Record extracts >>
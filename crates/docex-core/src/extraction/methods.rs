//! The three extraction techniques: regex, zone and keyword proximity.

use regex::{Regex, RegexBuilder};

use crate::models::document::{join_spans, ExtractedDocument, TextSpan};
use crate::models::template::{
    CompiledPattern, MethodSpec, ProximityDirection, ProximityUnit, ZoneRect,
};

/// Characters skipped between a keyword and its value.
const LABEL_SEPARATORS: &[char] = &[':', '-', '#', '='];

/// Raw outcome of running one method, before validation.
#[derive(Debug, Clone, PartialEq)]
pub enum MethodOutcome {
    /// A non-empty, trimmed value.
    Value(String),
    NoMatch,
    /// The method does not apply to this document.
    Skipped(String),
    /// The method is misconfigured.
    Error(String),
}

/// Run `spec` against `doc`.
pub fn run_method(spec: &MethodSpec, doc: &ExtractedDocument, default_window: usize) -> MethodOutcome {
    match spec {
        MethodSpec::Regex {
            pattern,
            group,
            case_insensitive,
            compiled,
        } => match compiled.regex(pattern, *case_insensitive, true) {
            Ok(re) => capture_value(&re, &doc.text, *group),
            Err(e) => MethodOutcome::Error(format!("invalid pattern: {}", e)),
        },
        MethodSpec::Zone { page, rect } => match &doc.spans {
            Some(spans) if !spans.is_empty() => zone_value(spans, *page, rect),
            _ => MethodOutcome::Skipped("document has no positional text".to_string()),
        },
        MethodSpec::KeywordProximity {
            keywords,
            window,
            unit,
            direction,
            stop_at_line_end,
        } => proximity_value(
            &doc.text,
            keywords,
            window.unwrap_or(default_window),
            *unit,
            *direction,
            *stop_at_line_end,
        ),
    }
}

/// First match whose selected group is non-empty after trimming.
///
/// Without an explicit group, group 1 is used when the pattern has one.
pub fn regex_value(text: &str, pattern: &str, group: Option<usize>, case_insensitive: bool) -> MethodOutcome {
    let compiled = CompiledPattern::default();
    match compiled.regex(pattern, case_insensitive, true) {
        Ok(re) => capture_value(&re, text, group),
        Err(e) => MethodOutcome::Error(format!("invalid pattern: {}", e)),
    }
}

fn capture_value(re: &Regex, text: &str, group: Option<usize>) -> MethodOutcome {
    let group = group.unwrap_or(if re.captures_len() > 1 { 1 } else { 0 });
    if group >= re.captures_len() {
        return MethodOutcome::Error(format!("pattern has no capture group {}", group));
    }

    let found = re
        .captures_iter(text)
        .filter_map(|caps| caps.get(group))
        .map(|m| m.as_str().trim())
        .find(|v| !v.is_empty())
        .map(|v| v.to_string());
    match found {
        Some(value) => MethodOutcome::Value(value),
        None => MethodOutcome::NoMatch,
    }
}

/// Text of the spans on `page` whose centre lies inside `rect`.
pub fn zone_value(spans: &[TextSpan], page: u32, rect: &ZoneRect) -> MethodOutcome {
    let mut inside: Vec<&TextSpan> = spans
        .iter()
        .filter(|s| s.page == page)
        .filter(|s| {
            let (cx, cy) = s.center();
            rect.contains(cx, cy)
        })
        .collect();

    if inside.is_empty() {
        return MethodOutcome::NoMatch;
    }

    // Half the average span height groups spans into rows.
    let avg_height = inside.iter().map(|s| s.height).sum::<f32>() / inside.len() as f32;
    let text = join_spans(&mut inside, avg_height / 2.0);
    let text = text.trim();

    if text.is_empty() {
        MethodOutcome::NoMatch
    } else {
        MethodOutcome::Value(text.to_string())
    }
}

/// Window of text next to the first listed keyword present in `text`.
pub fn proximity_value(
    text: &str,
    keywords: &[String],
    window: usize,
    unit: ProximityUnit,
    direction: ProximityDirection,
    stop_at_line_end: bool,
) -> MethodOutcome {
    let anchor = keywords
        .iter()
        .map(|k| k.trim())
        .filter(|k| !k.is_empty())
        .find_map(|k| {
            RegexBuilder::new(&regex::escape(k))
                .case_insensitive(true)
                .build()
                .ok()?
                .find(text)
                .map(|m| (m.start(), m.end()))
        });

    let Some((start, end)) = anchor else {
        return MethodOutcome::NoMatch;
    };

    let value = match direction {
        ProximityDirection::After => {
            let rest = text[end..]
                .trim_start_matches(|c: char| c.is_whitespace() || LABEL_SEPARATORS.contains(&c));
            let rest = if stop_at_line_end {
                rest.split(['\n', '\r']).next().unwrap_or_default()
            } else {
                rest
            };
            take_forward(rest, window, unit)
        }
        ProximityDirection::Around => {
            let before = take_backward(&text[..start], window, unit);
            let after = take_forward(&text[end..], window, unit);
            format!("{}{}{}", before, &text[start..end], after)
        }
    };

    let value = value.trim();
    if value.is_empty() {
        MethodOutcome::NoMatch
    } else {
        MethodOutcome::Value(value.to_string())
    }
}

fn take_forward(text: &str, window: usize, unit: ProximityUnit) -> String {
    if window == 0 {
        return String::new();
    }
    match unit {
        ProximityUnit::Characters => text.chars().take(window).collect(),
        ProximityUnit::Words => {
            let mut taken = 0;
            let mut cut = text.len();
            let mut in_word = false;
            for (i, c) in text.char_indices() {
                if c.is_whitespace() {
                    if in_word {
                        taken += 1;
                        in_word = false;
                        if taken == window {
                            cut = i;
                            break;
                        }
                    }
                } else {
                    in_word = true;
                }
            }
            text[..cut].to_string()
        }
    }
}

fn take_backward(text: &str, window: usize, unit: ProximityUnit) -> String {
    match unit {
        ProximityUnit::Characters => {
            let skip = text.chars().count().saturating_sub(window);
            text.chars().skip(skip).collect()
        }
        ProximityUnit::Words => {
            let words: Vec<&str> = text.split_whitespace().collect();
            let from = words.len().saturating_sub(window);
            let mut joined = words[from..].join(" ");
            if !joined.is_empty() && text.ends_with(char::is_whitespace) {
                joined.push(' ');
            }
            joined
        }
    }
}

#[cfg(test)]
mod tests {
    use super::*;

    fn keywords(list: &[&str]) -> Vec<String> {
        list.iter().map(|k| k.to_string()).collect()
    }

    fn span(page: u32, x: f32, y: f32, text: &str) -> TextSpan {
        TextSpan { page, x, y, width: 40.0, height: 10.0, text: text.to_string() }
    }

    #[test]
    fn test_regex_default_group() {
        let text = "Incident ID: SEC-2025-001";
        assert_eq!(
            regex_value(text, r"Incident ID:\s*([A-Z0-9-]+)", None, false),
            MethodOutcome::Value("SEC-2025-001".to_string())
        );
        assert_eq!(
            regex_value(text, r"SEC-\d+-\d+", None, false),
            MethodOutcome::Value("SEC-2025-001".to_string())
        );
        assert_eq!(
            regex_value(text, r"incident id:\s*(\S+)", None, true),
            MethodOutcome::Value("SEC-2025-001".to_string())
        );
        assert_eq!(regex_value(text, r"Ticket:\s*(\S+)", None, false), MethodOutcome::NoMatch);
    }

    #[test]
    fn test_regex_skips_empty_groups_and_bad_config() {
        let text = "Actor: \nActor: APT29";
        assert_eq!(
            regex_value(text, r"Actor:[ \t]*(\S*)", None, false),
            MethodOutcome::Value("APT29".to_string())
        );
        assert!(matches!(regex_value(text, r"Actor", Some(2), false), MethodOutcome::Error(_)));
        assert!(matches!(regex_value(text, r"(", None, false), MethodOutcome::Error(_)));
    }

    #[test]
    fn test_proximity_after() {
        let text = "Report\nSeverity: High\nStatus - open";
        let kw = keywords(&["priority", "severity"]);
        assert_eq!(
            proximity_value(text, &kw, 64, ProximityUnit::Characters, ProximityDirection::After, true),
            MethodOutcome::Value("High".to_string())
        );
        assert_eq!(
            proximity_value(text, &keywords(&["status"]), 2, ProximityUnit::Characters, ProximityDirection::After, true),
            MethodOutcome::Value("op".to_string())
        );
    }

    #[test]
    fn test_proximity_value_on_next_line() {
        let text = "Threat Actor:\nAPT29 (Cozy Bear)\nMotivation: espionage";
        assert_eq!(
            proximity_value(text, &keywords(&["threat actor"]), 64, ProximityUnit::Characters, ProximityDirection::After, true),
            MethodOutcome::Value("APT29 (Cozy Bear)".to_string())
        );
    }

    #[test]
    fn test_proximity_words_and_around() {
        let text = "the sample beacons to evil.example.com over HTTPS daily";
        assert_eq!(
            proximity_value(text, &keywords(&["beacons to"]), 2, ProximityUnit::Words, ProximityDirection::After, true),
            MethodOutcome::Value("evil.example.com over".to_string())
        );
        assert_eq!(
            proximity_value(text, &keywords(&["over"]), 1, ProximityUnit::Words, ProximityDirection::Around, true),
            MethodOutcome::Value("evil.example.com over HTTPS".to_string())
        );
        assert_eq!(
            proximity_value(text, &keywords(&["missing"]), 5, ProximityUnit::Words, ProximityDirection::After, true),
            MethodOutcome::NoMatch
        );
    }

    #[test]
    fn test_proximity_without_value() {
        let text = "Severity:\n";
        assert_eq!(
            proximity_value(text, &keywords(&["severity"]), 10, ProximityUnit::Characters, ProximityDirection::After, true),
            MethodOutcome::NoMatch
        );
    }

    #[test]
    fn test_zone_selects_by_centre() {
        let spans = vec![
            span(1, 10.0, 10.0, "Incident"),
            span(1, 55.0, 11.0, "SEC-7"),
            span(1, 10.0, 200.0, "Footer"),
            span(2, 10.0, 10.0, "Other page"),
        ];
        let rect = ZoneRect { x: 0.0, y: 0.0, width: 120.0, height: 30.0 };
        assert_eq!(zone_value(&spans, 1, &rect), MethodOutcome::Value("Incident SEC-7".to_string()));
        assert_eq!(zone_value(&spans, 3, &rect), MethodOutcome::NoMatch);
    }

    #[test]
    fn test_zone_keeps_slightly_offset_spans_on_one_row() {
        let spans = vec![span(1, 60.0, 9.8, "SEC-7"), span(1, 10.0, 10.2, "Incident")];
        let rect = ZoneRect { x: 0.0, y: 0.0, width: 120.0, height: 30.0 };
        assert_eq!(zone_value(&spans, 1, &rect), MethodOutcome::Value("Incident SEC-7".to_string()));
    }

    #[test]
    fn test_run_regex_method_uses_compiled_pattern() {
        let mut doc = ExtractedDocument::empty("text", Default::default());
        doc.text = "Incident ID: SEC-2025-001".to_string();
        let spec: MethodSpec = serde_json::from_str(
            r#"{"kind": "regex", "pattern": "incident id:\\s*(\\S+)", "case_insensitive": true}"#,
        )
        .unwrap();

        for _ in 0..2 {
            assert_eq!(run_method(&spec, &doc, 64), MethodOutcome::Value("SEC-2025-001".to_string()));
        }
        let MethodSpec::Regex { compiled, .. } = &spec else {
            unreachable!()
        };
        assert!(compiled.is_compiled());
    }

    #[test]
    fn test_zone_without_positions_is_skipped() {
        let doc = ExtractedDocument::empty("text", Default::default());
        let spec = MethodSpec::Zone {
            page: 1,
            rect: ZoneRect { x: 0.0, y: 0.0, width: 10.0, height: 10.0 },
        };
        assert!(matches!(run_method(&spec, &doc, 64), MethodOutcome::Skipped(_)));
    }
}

* * *

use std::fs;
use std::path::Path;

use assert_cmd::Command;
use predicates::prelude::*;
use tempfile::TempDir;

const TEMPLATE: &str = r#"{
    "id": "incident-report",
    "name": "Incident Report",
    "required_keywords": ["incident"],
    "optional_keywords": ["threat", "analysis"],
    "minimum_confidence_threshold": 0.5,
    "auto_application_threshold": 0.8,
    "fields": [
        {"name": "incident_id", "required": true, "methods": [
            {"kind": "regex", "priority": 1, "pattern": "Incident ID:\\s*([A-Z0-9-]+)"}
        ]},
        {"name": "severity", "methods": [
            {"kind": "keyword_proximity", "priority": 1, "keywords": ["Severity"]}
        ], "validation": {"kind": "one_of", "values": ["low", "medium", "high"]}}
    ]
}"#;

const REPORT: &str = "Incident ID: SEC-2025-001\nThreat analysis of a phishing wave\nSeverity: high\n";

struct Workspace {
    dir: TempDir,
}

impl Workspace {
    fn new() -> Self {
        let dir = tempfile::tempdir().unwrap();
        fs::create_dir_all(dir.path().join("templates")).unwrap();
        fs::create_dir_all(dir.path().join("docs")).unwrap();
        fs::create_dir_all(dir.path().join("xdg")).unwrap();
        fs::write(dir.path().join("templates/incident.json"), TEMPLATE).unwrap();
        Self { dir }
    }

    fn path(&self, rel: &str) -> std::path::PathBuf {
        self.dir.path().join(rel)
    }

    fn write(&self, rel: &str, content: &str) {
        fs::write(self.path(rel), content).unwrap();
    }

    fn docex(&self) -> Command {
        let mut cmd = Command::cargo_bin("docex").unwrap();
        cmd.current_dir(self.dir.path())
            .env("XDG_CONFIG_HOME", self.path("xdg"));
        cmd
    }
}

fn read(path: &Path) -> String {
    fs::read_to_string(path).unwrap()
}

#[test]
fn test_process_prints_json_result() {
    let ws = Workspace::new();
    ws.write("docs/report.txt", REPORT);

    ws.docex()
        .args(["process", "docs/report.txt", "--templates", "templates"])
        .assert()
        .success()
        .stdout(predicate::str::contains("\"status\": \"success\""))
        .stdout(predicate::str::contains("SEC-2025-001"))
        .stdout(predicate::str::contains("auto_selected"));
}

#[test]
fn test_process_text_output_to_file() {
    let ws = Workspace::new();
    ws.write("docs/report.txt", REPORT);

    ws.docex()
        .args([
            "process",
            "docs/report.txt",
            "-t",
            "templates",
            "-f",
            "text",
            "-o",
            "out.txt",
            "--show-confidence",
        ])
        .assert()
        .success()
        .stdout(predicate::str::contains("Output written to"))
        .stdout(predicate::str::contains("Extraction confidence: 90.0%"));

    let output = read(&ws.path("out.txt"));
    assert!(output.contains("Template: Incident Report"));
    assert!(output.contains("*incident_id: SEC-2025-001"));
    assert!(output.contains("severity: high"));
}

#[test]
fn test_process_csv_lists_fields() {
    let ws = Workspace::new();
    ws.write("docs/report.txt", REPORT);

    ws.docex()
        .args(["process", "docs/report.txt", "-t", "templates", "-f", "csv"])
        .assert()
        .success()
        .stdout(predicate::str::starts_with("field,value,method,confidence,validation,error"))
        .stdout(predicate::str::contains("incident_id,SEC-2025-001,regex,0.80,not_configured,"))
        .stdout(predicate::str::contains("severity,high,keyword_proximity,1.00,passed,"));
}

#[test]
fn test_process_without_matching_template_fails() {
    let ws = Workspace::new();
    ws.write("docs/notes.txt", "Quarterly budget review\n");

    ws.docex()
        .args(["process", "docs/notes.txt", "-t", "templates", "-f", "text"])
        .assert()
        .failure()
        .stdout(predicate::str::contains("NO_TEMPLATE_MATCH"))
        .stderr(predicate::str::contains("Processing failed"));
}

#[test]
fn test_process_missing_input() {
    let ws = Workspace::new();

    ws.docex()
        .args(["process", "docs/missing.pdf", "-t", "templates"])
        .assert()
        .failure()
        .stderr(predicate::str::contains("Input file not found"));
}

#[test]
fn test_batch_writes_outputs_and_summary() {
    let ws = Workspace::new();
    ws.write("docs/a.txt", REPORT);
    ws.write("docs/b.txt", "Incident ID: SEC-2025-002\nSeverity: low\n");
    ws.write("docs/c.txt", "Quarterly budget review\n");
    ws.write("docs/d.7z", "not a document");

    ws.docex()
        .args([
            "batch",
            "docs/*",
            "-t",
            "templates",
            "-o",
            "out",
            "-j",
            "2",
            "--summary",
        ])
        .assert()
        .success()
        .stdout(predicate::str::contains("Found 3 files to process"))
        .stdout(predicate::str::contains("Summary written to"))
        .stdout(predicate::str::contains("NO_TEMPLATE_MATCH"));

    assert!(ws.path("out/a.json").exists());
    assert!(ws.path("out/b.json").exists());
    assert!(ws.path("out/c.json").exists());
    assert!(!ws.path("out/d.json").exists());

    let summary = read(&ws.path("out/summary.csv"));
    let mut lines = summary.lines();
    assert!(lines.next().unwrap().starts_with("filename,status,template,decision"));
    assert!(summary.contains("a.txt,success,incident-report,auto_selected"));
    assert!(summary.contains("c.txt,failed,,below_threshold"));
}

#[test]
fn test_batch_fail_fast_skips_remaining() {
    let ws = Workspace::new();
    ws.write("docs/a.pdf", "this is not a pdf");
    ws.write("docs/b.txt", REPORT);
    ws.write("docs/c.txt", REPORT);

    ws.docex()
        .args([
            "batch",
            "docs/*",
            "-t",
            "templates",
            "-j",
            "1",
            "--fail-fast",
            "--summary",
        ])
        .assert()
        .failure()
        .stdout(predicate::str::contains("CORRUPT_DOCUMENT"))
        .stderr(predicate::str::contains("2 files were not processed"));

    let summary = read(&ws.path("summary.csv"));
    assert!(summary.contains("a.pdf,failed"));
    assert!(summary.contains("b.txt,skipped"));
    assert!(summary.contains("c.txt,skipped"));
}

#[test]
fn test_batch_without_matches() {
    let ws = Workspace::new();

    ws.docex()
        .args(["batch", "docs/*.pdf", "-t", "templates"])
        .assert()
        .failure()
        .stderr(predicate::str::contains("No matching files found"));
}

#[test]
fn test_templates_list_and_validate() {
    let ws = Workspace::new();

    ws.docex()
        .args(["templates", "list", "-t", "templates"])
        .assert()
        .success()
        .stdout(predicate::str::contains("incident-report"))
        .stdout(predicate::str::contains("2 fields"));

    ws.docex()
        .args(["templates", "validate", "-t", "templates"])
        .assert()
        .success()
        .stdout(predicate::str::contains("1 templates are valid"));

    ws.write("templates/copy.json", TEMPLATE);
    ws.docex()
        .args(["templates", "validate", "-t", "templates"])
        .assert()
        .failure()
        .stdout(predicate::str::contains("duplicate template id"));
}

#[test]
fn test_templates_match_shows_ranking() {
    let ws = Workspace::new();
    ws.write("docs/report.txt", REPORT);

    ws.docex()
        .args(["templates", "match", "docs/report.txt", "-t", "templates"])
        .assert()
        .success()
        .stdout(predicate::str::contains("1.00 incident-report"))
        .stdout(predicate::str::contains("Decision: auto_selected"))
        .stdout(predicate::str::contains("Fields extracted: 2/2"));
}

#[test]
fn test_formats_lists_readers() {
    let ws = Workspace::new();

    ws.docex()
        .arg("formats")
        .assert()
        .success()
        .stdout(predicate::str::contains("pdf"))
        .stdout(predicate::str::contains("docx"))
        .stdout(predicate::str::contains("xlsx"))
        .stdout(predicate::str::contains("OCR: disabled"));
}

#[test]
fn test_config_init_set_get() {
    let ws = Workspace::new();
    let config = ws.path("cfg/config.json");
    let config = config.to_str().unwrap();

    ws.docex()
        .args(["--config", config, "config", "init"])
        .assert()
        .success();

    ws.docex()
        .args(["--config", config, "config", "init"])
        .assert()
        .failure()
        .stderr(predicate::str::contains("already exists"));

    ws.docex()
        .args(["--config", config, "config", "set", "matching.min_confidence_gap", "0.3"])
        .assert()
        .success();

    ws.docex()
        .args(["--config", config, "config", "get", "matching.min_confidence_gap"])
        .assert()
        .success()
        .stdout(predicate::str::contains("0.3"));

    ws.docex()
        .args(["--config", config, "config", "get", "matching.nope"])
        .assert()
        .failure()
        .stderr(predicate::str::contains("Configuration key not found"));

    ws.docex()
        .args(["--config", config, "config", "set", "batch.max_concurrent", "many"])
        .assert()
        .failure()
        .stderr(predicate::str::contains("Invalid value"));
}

--

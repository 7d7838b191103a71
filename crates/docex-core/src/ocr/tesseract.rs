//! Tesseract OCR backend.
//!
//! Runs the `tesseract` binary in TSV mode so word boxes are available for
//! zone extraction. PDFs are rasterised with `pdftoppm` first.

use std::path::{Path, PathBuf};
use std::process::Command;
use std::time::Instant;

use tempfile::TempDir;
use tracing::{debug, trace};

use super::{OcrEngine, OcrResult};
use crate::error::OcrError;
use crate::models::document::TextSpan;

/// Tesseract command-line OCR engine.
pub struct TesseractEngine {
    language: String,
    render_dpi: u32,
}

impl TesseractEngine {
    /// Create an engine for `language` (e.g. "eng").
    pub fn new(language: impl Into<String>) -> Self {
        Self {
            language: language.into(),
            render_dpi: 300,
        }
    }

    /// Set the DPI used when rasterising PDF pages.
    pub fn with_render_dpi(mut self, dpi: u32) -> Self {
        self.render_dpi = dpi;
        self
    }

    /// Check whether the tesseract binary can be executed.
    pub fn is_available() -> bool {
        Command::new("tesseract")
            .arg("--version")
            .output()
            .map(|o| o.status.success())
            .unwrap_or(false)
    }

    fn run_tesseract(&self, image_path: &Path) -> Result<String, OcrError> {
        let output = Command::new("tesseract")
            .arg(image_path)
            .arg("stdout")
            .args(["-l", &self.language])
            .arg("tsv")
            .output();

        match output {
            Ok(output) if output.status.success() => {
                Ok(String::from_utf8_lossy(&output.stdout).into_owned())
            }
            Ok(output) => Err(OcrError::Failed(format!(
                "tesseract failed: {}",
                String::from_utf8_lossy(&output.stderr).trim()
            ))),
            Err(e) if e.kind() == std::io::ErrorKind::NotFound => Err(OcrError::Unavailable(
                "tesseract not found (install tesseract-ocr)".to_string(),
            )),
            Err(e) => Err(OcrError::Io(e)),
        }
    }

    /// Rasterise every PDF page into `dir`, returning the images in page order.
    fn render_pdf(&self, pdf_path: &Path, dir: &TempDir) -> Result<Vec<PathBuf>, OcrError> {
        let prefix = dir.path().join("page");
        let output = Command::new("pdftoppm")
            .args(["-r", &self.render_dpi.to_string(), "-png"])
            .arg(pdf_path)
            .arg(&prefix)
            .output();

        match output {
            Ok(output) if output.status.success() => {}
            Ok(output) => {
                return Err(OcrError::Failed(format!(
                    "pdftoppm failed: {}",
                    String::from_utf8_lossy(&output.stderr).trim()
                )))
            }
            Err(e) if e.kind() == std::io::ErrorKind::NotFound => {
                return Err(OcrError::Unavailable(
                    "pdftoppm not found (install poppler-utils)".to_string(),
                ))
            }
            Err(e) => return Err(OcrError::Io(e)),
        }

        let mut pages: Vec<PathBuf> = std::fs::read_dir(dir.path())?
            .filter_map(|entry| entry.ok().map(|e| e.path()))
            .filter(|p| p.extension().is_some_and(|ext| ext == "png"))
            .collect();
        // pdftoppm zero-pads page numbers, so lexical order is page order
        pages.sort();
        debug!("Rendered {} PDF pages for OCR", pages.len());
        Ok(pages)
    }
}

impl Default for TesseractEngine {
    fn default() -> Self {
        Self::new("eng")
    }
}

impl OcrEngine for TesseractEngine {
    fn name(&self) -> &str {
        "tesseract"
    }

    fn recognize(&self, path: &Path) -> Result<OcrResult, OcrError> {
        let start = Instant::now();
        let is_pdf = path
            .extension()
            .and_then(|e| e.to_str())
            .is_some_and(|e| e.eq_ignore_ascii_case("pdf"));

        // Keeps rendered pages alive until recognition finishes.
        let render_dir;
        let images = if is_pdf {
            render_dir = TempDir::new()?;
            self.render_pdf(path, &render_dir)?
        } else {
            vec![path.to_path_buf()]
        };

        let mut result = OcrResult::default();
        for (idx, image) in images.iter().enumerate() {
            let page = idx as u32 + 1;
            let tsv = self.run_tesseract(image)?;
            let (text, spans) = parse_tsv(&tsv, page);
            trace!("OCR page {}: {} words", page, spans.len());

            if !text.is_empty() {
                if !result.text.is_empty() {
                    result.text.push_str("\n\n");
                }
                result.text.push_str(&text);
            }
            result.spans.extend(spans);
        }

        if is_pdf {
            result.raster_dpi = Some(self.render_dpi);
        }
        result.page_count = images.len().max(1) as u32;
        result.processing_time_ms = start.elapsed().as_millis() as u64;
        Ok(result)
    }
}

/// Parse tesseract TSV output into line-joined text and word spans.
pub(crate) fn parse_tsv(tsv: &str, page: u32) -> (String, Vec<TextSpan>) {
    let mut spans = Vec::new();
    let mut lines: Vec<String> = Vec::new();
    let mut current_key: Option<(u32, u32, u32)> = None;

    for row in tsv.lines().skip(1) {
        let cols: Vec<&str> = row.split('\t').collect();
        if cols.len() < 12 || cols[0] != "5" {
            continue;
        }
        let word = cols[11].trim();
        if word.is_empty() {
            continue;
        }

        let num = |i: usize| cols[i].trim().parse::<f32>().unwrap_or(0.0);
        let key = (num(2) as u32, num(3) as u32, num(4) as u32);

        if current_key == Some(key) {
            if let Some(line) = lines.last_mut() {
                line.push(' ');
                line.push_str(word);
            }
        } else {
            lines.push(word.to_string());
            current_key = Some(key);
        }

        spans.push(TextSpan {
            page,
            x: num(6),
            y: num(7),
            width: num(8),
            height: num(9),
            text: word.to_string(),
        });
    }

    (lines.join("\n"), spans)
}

Aim of the task >> Where a line of the material above holds the string "written", copy that line.

Solution >>
        .stdout(predicate::str::contains("Output written to"))
        .stdout(predicate::str::contains("Summary written to"))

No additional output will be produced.